Dataset entries:
◇ ◇ ◇ ◇ ◇ ◇ ◇
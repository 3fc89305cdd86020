use glam::{Vec2, Vec3};

use super::{paint, paint_body_wall, paint_bone, paint_shell, AnatomicalField, FieldPoint, Vertebra};
use crate::api::Modality;
use crate::math::{cylinder_sdf, ellipse_sdf, ellipsoid_sdf, fbm_noise, smoothstep, SeededRandom};
use crate::tissue::ct;

/// Chest CT: lungs with vessel texture, heart, great vessels, airway and bony cage.
#[derive(Debug, Clone)]
pub struct ThoraxCt {
    body: Vec2,
    lung_scale: Vec2,
    heart_shift: Vec2,
    rib_phase: f32,
    rib_count: f32,
}

impl ThoraxCt {
    pub fn new(rng: &mut SeededRandom) -> Self {
        let habitus = rng.range(0.95, 1.05);
        Self {
            body: Vec2::new(0.86 * habitus, 0.62 * rng.range(0.96, 1.04)),
            lung_scale: Vec2::new(rng.range(0.95, 1.05), rng.range(0.95, 1.05)),
            heart_shift: Vec2::new(rng.range(-0.03, 0.03), rng.range(-0.02, 0.02)),
            rib_phase: rng.range(0.0, 1.0),
            rib_count: rng.range(5.5, 6.5),
        }
    }

    /// Lung cross-section shrinks toward the apex and above the diaphragm.
    fn lung_profile(s: f32) -> f32 {
        let apex = 0.35 + 0.65 * smoothstep(0.0, 0.25, s);
        let base = 1.0 - 0.45 * smoothstep(0.8, 1.0, s);
        apex * base
    }

    fn paint_lungs(&self, f: &mut f32, p: &FieldPoint, q: Vec2) {
        let profile = Self::lung_profile(p.s);
        for side in [-1.0f32, 1.0] {
            let center = Vec2::new(side * 0.37 * self.body.x / 0.86, 0.02);
            let radii = Vec2::new(0.3, 0.5) * self.lung_scale * profile;
            let sd = ellipse_sdf(q, center, radii);
            if sd > 0.02 {
                continue;
            }
            let parenchyma = ct::LUNG + ct::LUNG_TEXTURE * fbm_noise(p.texture * 1.7, 3);
            paint(f, sd, parenchyma);
            if sd < -0.015 {
                // branching vessels thin toward the periphery
                let vessels = fbm_noise(p.texture * 1.1 + Vec3::splat(17.0), 3);
                let hilar = 1.0 - smoothstep(0.0, 0.9, (q - center).length() / radii.max_element());
                let threshold = 0.48 - 0.1 * hilar;
                let weight = smoothstep(threshold, threshold + 0.06, vessels.abs());
                if weight > 0.0 {
                    *f += (ct::SOFT_TISSUE - *f) * weight * (0.5 + 0.5 * hilar);
                }
            }
        }
    }

    fn paint_mediastinum(&self, f: &mut f32, p: &FieldPoint, q: Vec2, grain: f32) {
        let here = Vec3::new(p.u, p.v, p.s);
        let heart_center = Vec3::new(0.08 + self.heart_shift.x, -0.1 + self.heart_shift.y, 0.68);
        let heart = ellipsoid_sdf(here, heart_center, Vec3::new(0.32, 0.28, 0.2));
        paint(f, heart, ct::HEART + ct::TEXTURE * grain);

        // aorta: ascending in front, arch near the top, descending beside the spine
        if p.s > 0.3 && p.s < 0.62 {
            paint(f, cylinder_sdf(q, Vec2::new(0.02, -0.14), 0.065), ct::ARTERY);
        }
        if p.s > 0.24 && p.s < 0.32 {
            let arch = ellipse_sdf(q, Vec2::new(0.06, 0.08), Vec2::new(0.1, 0.24));
            paint_shell(f, arch, 0.1, ct::ARTERY);
        }
        if p.s > 0.26 {
            paint(f, cylinder_sdf(q, Vec2::new(0.13, 0.3), 0.058), ct::ARTERY);
        }
        if p.s > 0.2 && p.s < 0.7 {
            paint(f, cylinder_sdf(q, Vec2::new(-0.1, -0.1), 0.05), ct::VEIN);
        }

        paint(f, cylinder_sdf(q, Vec2::new(0.03, 0.24), 0.032), ct::SOFT_TISSUE + ct::TEXTURE * grain);

        // trachea, then the two main bronchi below the carina
        if p.s < 0.42 {
            let trachea = Vec2::new(0.0, -0.02);
            paint(f, cylinder_sdf(q, trachea, 0.06), ct::SOFT_TISSUE + 30.0);
            paint(f, cylinder_sdf(q, trachea, 0.048), ct::AIR);
        } else if p.s < 0.52 {
            let spread = 0.06 + (p.s - 0.42) * 1.2;
            for side in [-1.0f32, 1.0] {
                let bronchus = Vec2::new(side * spread, 0.0);
                paint(f, cylinder_sdf(q, bronchus, 0.038), ct::SOFT_TISSUE + 30.0);
                paint(f, cylinder_sdf(q, bronchus, 0.028), ct::AIR);
            }
        }
    }

    fn paint_bony_cage(&self, f: &mut f32, p: &FieldPoint, q: Vec2, grain: f32) {
        let sternum = ellipse_sdf(q, Vec2::new(0.0, -self.body.y * 0.84), Vec2::new(0.08, 0.035));
        paint_bone(f, sternum * 0.035, 0.006, grain);

        // ribs cut obliquely: bands in z along an elliptical ring
        let band = ((p.s * self.rib_count + self.rib_phase) * std::f32::consts::TAU + q.y * 3.0).sin();
        if band > 0.55 && q.y > -self.body.y * 0.7 {
            let ring = ellipse_sdf(q, Vec2::new(0.0, 0.02), self.body * 0.895);
            paint_shell(f, ring, 0.035, ct::RIB + 60.0 * grain);
        }

        Vertebra { center: Vec2::new(0.0, self.body.y * 0.62), radius: 0.1 }.paint(f, q, grain);
    }
}

impl AnatomicalField for ThoraxCt {
    fn modality(&self) -> Modality {
        Modality::Ct
    }

    fn body_part(&self) -> &'static str {
        "CHEST"
    }

    fn series_description(&self) -> &'static str {
        "CT CHEST W CONTRAST"
    }

    fn field_of_view_mm(&self) -> f32 {
        360.0
    }

    fn slice_thickness_mm(&self) -> f32 {
        2.5
    }

    fn intensity_at(&self, p: &FieldPoint) -> f32 {
        let q = p.uv();
        let center = Vec2::new(0.0, 0.02);
        if ellipse_sdf(q, center, self.body) > 0.02 {
            return ct::AIR;
        }
        let grain = p.grain();
        let mut f = ct::AIR;
        paint_body_wall(&mut f, q, center, self.body, ct::FAT + 20.0, grain);
        self.paint_lungs(&mut f, p, q);
        self.paint_mediastinum(&mut f, p, q, grain);
        self.paint_bony_cage(&mut f, p, q, grain);
        f
    }
}

#[cfg(test)]
mod tests {
    use super::*;
    use crate::volume::Dims;

    fn sample(field: &ThoraxCt, x: usize, y: usize, z: usize) -> f32 {
        let dims = Dims::new(128, 128, 100);
        field.intensity_at(&FieldPoint::new(x, y, z, dims, Vec3::ZERO))
    }

    #[test]
    fn lung_fields_are_dark_and_spine_is_bright() {
        let field = ThoraxCt::new(&mut SeededRandom::new(42));
        // right lung, mid chest; vessels may cross a few voxels
        let mut aerated = 0;
        for y in 53..60 {
            for x in 29..36 {
                if sample(&field, x, y, 50) < -500.0 {
                    aerated += 1;
                }
            }
        }
        assert!(aerated > 24, "only {aerated} of 49 lung voxels aerated");
        let spine = sample(&field, 64, 91, 50);
        assert!(spine > 200.0, "spine {spine}");
        assert_eq!(sample(&field, 0, 0, 50), ct::AIR);
    }
}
◇ ◇ ◇ ◇ ◇ ◇ ◇
From the records above, transcribe exactly the run of lines that opens with the line holding "if sd < -0.015" and closes with the line holding "let here = Vec3::new(p.u, p.v, p.s);", both included.

> **RESPONSE AREA**
            if sd < -0.015 {
                // branching vessels thin toward the periphery
                let vessels = fbm_noise(p.texture * 1.1 + Vec3::splat(17.0), 3);
                let hilar = 1.0 - smoothstep(0.0, 0.9, (q - center).length() / radii.max_element());
                let threshold = 0.48 - 0.1 * hilar;
                let weight = smoothstep(threshold, threshold + 0.06, vessels.abs());
                if weight > 0.0 {
                    *f += (ct::SOFT_TISSUE - *f) * weight * (0.5 + 0.5 * hilar);
                }
            }
        }
    }

    fn paint_mediastinum(&self, f: &mut f32, p: &FieldPoint, q: Vec2, grain: f32) {
        let here = Vec3::new(p.u, p.v, p.s);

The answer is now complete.